Two dead bills in the 2009 General Assembly, SB 145 and SB 146, would have cut costs in state government by trimming back the heavy burden prevailing wages put on public construction projects.
The Bluegrass Institute has endorsed dropping policies and programs that require expenditures of public money with little or no discernible public benefit. Prevailing wage is a big one. At a time in which healthcare spending in a front-burner issue, certificate of need repeal is another. And after dragging the circus into Frankfort last summer to "reform" public employee fringe benefits and its $30 billion and growing disaster in the making, House Speaker Greg Stumbo and Senate President David Williams are now making noises about reneging on the improved funding schedule of which they were once so proud.
Rep. Bill Farmer warned last June that this would happen:
"But Rep. Bill Farmer, R-Lexington, said future General Assemblies will be free to ignore what really amounts to a funding suggestion. Farmer sees an ulterior motive in the hesitancy to address exploding health-care spending for government employees.

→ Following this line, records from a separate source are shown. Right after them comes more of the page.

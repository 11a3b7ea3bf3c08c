use std::path::PathBuf;
use std::sync::Arc;

use anyhow::Context;
use clap::Parser;
use tokio::io::{AsyncBufReadExt, BufReader};
use tokio::sync::broadcast::error::RecvError;
use tracing_subscriber::EnvFilter;

use eth_atm_lib::config_store::KEY_ENVIRONMENT;
use eth_atm_lib::{
    ConfigStore, ContractTarget, Controller, InterfaceDescriptor, Phase, RpcHost, TxKind,
    UserEvent,
};

#[derive(Debug, Parser)]
#[command(name = "eth-atm", version, about = "Deposit and withdraw ether through an ATM contract")]
struct Args {
    /// Path of the checksummed configuration file; created on first run.
    #[arg(long, default_value = "atm.config")]
    config: PathBuf,

    /// Wallet JSON-RPC endpoint. Takes precedence over the config file and
    /// `ATM_RPC_URL`; an empty value runs without a wallet.
    #[arg(long)]
    rpc_url: Option<String>,
}

#[derive(Debug, PartialEq, Eq)]
enum Command {
    Events(Vec<UserEvent>),
    Show,
    Help,
    Quit,
    Unknown(String),
}

fn parse_command(line: &str) -> Command {
    let mut words = line.split_whitespace();
    let Some(verb) = words.next() else {
        return Command::Show;
    };
    let amount = words.next().unwrap_or_default().to_string();

    match verb.to_ascii_lowercase().as_str() {
        "connect" => Command::Events(vec![UserEvent::Connect]),
        "deposit" => submit(TxKind::Deposit, amount),
        "withdraw" => submit(TxKind::Withdraw, amount),
        "show" => Command::Show,
        "help" => Command::Help,
        "quit" | "exit" => Command::Quit,
        other => Command::Unknown(other.to_string()),
    }
}

fn submit(kind: TxKind, amount: String) -> Command {
    Command::Events(vec![
        UserEvent::EditAmount(kind, amount),
        UserEvent::Submit(kind),
    ])
}

const HELP: &str = "Commands: connect | deposit <amount> | withdraw <amount> | show | quit";

#[tokio::main(flavor = "current_thread")]
async fn main() -> anyhow::Result<()> {
    tracing_subscriber::fmt()
        .with_env_filter(
            EnvFilter::try_from_default_env().unwrap_or_else(|_| EnvFilter::new("info")),
        )
        .with_writer(std::io::stderr)
        .init();

    let args = Args::parse();
    let environment =
        std::env::var(KEY_ENVIRONMENT).unwrap_or_else(|_| "development".to_string());

    let store = ConfigStore::new(&args.config);
    let mut config = store
        .load_or_default(environment)
        .with_context(|| format!("loading {}", store.path().display()))?;
    config
        .apply_env_overrides()
        .context("applying environment overrides")?;
    if let Some(url) = args.rpc_url {
        let url = url.trim().to_string();
        config.network.endpoint = if url.is_empty() { None } else { Some(url) };
    }
    tracing::info!(
        environment = %config.environment,
        contract = %config.contract.address,
        "Configuration loaded"
    );

    let descriptor = InterfaceDescriptor::from_config(&config.contract)
        .context("resolving contract interface")?;
    let target = ContractTarget::new(config.contract.address, descriptor);
    let controller = Arc::new(Controller::new(target)?);

    let mut statuses = controller.subscribe();
    tokio::spawn(async move {
        loop {
            match statuses.recv().await {
                Ok(status) => println!(">> {}", status),
                Err(RecvError::Lagged(skipped)) => {
                    tracing::debug!(skipped, "Status printer fell behind")
                }
                Err(RecvError::Closed) => break,
            }
        }
    });

    controller.start(&RpcHost::new(config.network.clone())).await;
    print!("{}", controller.view());
    if controller.read(|state| state.phase()) == Phase::NoWallet {
        return Ok(());
    }
    println!("{}", HELP);

    let mut lines = BufReader::new(tokio::io::stdin()).lines();
    while let Some(line) = lines.next_line().await? {
        match parse_command(&line) {
            Command::Events(events) => {
                let controller = Arc::clone(&controller);
                tokio::spawn(async move {
                    for event in events {
                        controller.handle(event).await;
                    }
                    print!("{}", controller.view());
                });
            }
            Command::Show => print!("{}", controller.view()),
            Command::Help => println!("{}", HELP),
            Command::Quit => break,
            Command::Unknown(verb) => println!("Unknown command `{}`. {}", verb, HELP),
        }
    }

    Ok(())
}

#[cfg(test)]
mod tests {
    use super::*;

    #[test]
    fn parses_terminal_commands() {
        assert_eq!(
            parse_command("connect"),
            Command::Events(vec![UserEvent::Connect])
        );
        assert_eq!(
            parse_command("  deposit 1.5 "),
            Command::Events(vec![
                UserEvent::EditAmount(TxKind::Deposit, "1.5".to_string()),
                UserEvent::Submit(TxKind::Deposit),
            ])
        );
        assert_eq!(
            parse_command("withdraw"),
            Command::Events(vec![
                UserEvent::EditAmount(TxKind::Withdraw, String::new()),
                UserEvent::Submit(TxKind::Withdraw),
            ])
        );
        assert_eq!(parse_command(""), Command::Show);
        assert_eq!(parse_command("QUIT"), Command::Quit);
        assert_eq!(parse_command("fly"), Command::Unknown("fly".to_string()));
    }
}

"If they decide not to make those payments in a future General Assembly, they just won’t make them and there is nothing anyone can do about it," Farmer said."
Kind of makes you wonder why Gov. Steve Beshear, Williams, and Stumbo are now slapping each other on the back and congratulating themselves on a "productive session."
1 comment:
"The Bluegrass Institute has endorsed dropping policies and programs that require expenditures of public money with little or no discernible public benefit."
This is a bogus claim on your part.
One of the most failed policies and programs requiring the expenditures of public money with little or no discernible public benefit is the $270 million a year Kentucky spends to incarcerate non-violent marijuana users.
End arresting and incarcerating non-violent marijuana users, and pardon all those currently incarcerated for such dubious charges. That would immediately free up $270 million a year to meet budgetary requirements.
Yet Bluegrass Institute has never advocated dropping such a failed policy and program.
Prevailing wage laws are not burdensome on public construction. The higher the wages, the more profit that comes to companies. Why? Easy.
Those who receive higher wages have more discretionary income to spend on conveniences.
Adam Smith, the father of capitalism, argued for wages that were sufficient to pay for a family's "necessaries and conveniences."
That today would be called a "living family wage."
But conservatives don't like capitalism. They are in bondage to their ideological feudal lords and barrons of the past.
Sens. Corker (R-TN), Shelby (R-AL), GRAHAM (R-SC), McConnell (R-KY) and Bunning (R-KY) are all feudalists--conservatives--if you will, preaching their ideology of feudalism, which they call "conservatism."
No wonder John Stuart Mill said of conservatives: "Conservatives are not necessarily stupid, but most stupid people are conservatives."
Listening to those "solons," it's no wonder Mark Twain wrote:
"Reader, suppose you were an idiot…and suppose you were a member of Congress. But I repeat myself."